Having reviewed and considered the competing public policy concerns, the case law recognizing preconception torts, respected legal commentary and the available scientific studies, I would conclude that individuals such as Charles Grover properly have a cause of action for their injuries. This in no way opens the floodgates because litigation can easily be concluded with Charles Grover’s generation. Moreover, the majority completely disregards the fact that the petitioners still bear the burden of proving proximate cause. I strenuously dissent. 0

Sweeney and Douglas, JJ., concur in the foregoing dissenting opinion.

. While lengthy string cites are normally unnecessary, the following should adequately illustrate that there is indeed an abundance of authority on preconception torts which deserves consideration: See Prosser & Keeton, Law of Torts (5 Ed.1984) 369, Section 55; Annotation, Liability for Child’s Personal Injuries or Death Resulting from Tort Committed Against Child’s Mother before Child was Conceived (1979), 91 A.L.R.3d 316; Jorgensen v. Meade Johnson Laboratories, Inc. (C.A.10, 1973), 483 F.2d 237; Renslow v. Mennonite Hospital (1977), 67 Ill.2d 348, 10 Ill.Dec. 484, 367 N.E.2d 1250; Bergstreser v. Mitchell (C.A.8, 1978), 577 F.2d 22; Loerch v. Abbott Laboratories (Minn.Dist.Ct.1988, Slip Op. No. 79-8720), affirmed (1989), 445 N.W.2d 560; Monusko v. Postle (1989), 175 Mich.App. 269, 437 N.W.2d 367; Enright v. Eli Lilly & Co., 77 N.Y.2d 377, 568 N.Y.S.2d 550, 570 N.E.2d 198, certiorari denied (1991), 502 U.S. -, 112 S.Ct. 197, 116 L.Ed.2d 157; Note, The Impact of Medical Knowledge on the Law Relating to Prenatal Injuries (1962), 110 U.Pa.L.Rev. 554; Gordon, The Unborn Plaintiff (1965), 63 Mich.L.Rev. 579; Comment, Preconception Torts: Foreseeing the Unconceived (1971), 48 U.Colo.L.Rev. 621; Note, Torts Prior to Conception: A New Theory of Liability (1977), 56 Neb.L.Rev. 706; Comment, Recognizing a Cause of Action for Preconception Torts in Light of Medical and Legal Advancements Regarding the Unborn (1984), 53 UMKC L.Rev. 78; Note, Enright v. Eli Lilly & Co.: Recognizing DES Granddaughter’s Preconception Strict Products Liability Claim (1991), 17 J.Contemp.L. 175.

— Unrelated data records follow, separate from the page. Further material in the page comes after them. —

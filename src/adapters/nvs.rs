//! NVS (Non-Volatile Storage) adapter.
//!
//! Implements [`ConfigPort`] and [`CredentialStore`].  Two blobs matter:
//!
//! | Namespace   | Key        | Contents                          |
//! |-------------|------------|-----------------------------------|
//! | `cloudnode` | `nodecfg`  | postcard-encoded [`NodeConfig`]   |
//! | `lwm2m`     | `security` | server security object            |
//!
//! The security object is written at provisioning time; this crate only
//! checks that it exists.  Config is range-checked before it is written.
//! Off target, an in-memory map stands in for flash.

use log::{debug, info};
#[cfg(target_os = "espidf")]
use log::warn;

#[cfg(not(target_os = "espidf"))]
use std::{cell::RefCell, collections::HashMap};

#[cfg(target_os = "espidf")]
use esp_idf_svc::sys::*;

use crate::app::ports::{ConfigError, ConfigPort, CredentialStore};
use crate::config::NodeConfig;

const CONFIG_NAMESPACE: &str = "cloudnode";
const CONFIG_KEY: &str = "nodecfg";

pub const CRED_NAMESPACE: &str = "lwm2m";
/// Key of the server security object written at provisioning time.
pub const CRED_SECURITY_KEY: &str = "security";

/// Larger blobs are treated as corrupt rather than allocated.
#[cfg(target_os = "espidf")]
const MAX_BLOB_SIZE: usize = 4000;

pub struct NvsAdapter {
    #[cfg(not(target_os = "espidf"))]
    blobs: RefCell<HashMap<(String, String), Vec<u8>>>,
}

impl NvsAdapter {
    /// Initialise NVS flash, erasing the partition when it is full or was
    /// written by a newer IDF.
    pub fn new() -> Result<Self, ConfigError> {
        #[cfg(target_os = "espidf")]
        {
            // SAFETY: called once from the main task before any other NVS use.
            let mut rc = unsafe { nvs_flash_init() };
            if rc == ESP_ERR_NVS_NO_FREE_PAGES || rc == ESP_ERR_NVS_NEW_VERSION_FOUND {
                warn!("nvs: erasing partition (rc={})", rc);
                // SAFETY: as above.
                rc = unsafe {
                    if nvs_flash_erase() == ESP_OK {
                        nvs_flash_init()
                    } else {
                        ESP_FAIL
                    }
                };
            }
            if rc != ESP_OK {
                return Err(ConfigError::IoError);
            }
            info!("nvs: flash ready");
        }

        #[cfg(not(target_os = "espidf"))]
        info!("nvs: in-memory backend");

        Ok(Self {
            #[cfg(not(target_os = "espidf"))]
            blobs: RefCell::new(HashMap::new()),
        })
    }

    // ── Blob primitives ───────────────────────────────────────

    #[cfg(not(target_os = "espidf"))]
    fn get_blob(&self, namespace: &str, key: &str) -> Result<Option<Vec<u8>>, ConfigError> {
        Ok(self
            .blobs
            .borrow()
            .get(&(namespace.to_owned(), key.to_owned()))
            .cloned())
    }

    #[cfg(not(target_os = "espidf"))]
    fn set_blob(&self, namespace: &str, key: &str, data: &[u8]) -> Result<(), ConfigError> {
        self.blobs
            .borrow_mut()
            .insert((namespace.to_owned(), key.to_owned()), data.to_vec());
        Ok(())
    }

    #[cfg(not(target_os = "espidf"))]
    fn has_blob(&self, namespace: &str, key: &str) -> bool {
        self.blobs
            .borrow()
            .contains_key(&(namespace.to_owned(), key.to_owned()))
    }

    #[cfg(target_os = "espidf")]
    fn get_blob(&self, namespace: &str, key: &str) -> Result<Option<Vec<u8>>, ConfigError> {
        let nvs = match NvsHandle::open(namespace, false) {
            Ok(h) => h,
            Err(rc) if rc == ESP_ERR_NVS_NOT_FOUND => return Ok(None),
            Err(_) => return Err(ConfigError::IoError),
        };
        let key = c_name(key);

        let mut size: usize = 0;
        // SAFETY: a null buffer only queries the blob length.
        let rc = unsafe { nvs_get_blob(nvs.0, key.as_ptr().cast(), core::ptr::null_mut(), &mut size) };
        if rc == ESP_ERR_NVS_NOT_FOUND {
            return Ok(None);
        }
        if rc != ESP_OK {
            return Err(ConfigError::IoError);
        }
        if size > MAX_BLOB_SIZE {
            return Err(ConfigError::Corrupted);
        }

        let mut buf = vec![0u8; size];
        // SAFETY: buf holds exactly `size` bytes.
        let rc = unsafe { nvs_get_blob(nvs.0, key.as_ptr().cast(), buf.as_mut_ptr().cast(), &mut size) };
        if rc != ESP_OK {
            return Err(ConfigError::IoError);
        }
        Ok(Some(buf))
    }

    #[cfg(target_os = "espidf")]
    fn set_blob(&self, namespace: &str, key: &str, data: &[u8]) -> Result<(), ConfigError> {
        let nvs = NvsHandle::open(namespace, true).map_err(|_| ConfigError::IoError)?;
        let name = c_name(key);
        // SAFETY: name is NUL-terminated and data outlives the call.
        let mut rc = unsafe { nvs_set_blob(nvs.0, name.as_ptr().cast(), data.as_ptr().cast(), data.len()) };
        if rc == ESP_OK {
            // SAFETY: handle is open for writing.
            rc = unsafe { nvs_commit(nvs.0) };
        }
        if rc != ESP_OK {
            warn!("nvs: write {}/{} failed (rc={})", namespace, key, rc);
            return Err(ConfigError::IoError);
        }
        Ok(())
    }

    #[cfg(target_os = "espidf")]
    fn has_blob(&self, namespace: &str, key: &str) -> bool {
        let Ok(nvs) = NvsHandle::open(namespace, false) else {
            return false;
        };
        let key = c_name(key);
        // SAFETY: key is NUL-terminated; a null type pointer is allowed.
        unsafe { nvs_find_key(nvs.0, key.as_ptr().cast(), core::ptr::null_mut()) == ESP_OK }
    }
}

// ── ESP-IDF handle ────────────────────────────────────────────

/// Open namespace, closed on drop.
#[cfg(target_os = "espidf")]
struct NvsHandle(nvs_handle_t);

#[cfg(target_os = "espidf")]
impl NvsHandle {
    fn open(namespace: &str, write: bool) -> Result<Self, esp_err_t> {
        let ns = c_name(namespace);
        let mode = if write {
            nvs_open_mode_t_NVS_READWRITE
        } else {
            nvs_open_mode_t_NVS_READONLY
        };
        let mut handle: nvs_handle_t = 0;
        // SAFETY: ns is NUL-terminated and outlives the call.
        let rc = unsafe { nvs_open(ns.as_ptr().cast(), mode, &mut handle) };
        if rc == ESP_OK { Ok(Self(handle)) } else { Err(rc) }
    }
}

#[cfg(target_os = "espidf")]
impl Drop for NvsHandle {
    fn drop(&mut self) {
        // SAFETY: the handle was opened by `open` and is not used afterwards.
        unsafe { nvs_close(self.0) }
    }
}

/// NUL-terminated copy of an NVS name (15 chars max).
#[cfg(target_os = "espidf")]
fn c_name(name: &str) -> [u8; 16] {
    let mut buf = [0u8; 16];
    let len = name.len().min(15);
    buf[..len].copy_from_slice(&name.as_bytes()[..len]);
    buf
}

// ── Validation ────────────────────────────────────────────────

fn validate_config(cfg: &NodeConfig) -> Result<(), ConfigError> {
    let checks: [(bool, &'static str); 6] = [
        (
            (10..=1000).contains(&cfg.loop_interval_ms),
            "loop_interval_ms must be 10..=1000",
        ),
        (
            (100..=3_600_000).contains(&cfg.sensor_interval_ms),
            "sensor_interval_ms must be 100..=3600000",
        ),
        (
            cfg.sensor_interval_ms >= cfg.loop_interval_ms,
            "sensor_interval_ms must be >= loop_interval_ms",
        ),
        (
            (1..=1000).contains(&cfg.pulse_width_ms),
            "pulse_width_ms must be 1..=1000",
        ),
        (
            (1..=64).contains(&cfg.max_transport_events_per_tick),
            "max_transport_events_per_tick must be 1..=64",
        ),
        (
            cfg.default_pattern
                .bytes()
                .all(|b| b.is_ascii_digit() || b == b':' || b == b' '),
            "default_pattern must be colon-separated milliseconds",
        ),
    ];
    match checks.iter().find(|(ok, _)| !ok) {
        Some(&(_, reason)) => Err(ConfigError::ValidationFailed(reason)),
        None => Ok(()),
    }
}

// ── Ports ─────────────────────────────────────────────────────

impl ConfigPort for NvsAdapter {
    fn load(&self) -> Result<NodeConfig, ConfigError> {
        match self.get_blob(CONFIG_NAMESPACE, CONFIG_KEY)? {
            Some(bytes) => {
                let cfg = postcard::from_bytes(&bytes).map_err(|_| ConfigError::Corrupted)?;
                info!("nvs: loaded config ({} bytes)", bytes.len());
                Ok(cfg)
            }
            None => {
                info!("nvs: no stored config, using defaults");
                Ok(NodeConfig::default())
            }
        }
    }

    fn save(&self, config: &NodeConfig) -> Result<(), ConfigError> {
        validate_config(config)?;
        let bytes = postcard::to_allocvec(config).map_err(|_| ConfigError::IoError)?;
        self.set_blob(CONFIG_NAMESPACE, CONFIG_KEY, &bytes)?;
        debug!("nvs: config saved ({} bytes)", bytes.len());
        Ok(())
    }
}

impl CredentialStore for NvsAdapter {
    fn is_ready(&self) -> bool {
        self.has_blob(CRED_NAMESPACE, CRED_SECURITY_KEY)
    }
}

. The reason the majority’s holding is not clear is because in one breath it correctly states that “we are required to assume that Charles Grover can prove that his injuries were proximately caused by his mother’s exposure to DES,” but then ultimately concludes that “[bjecause of the remoteness in time and causation, we hold that Charles Grover does not have an independent cause of action.” (Emphasis added.)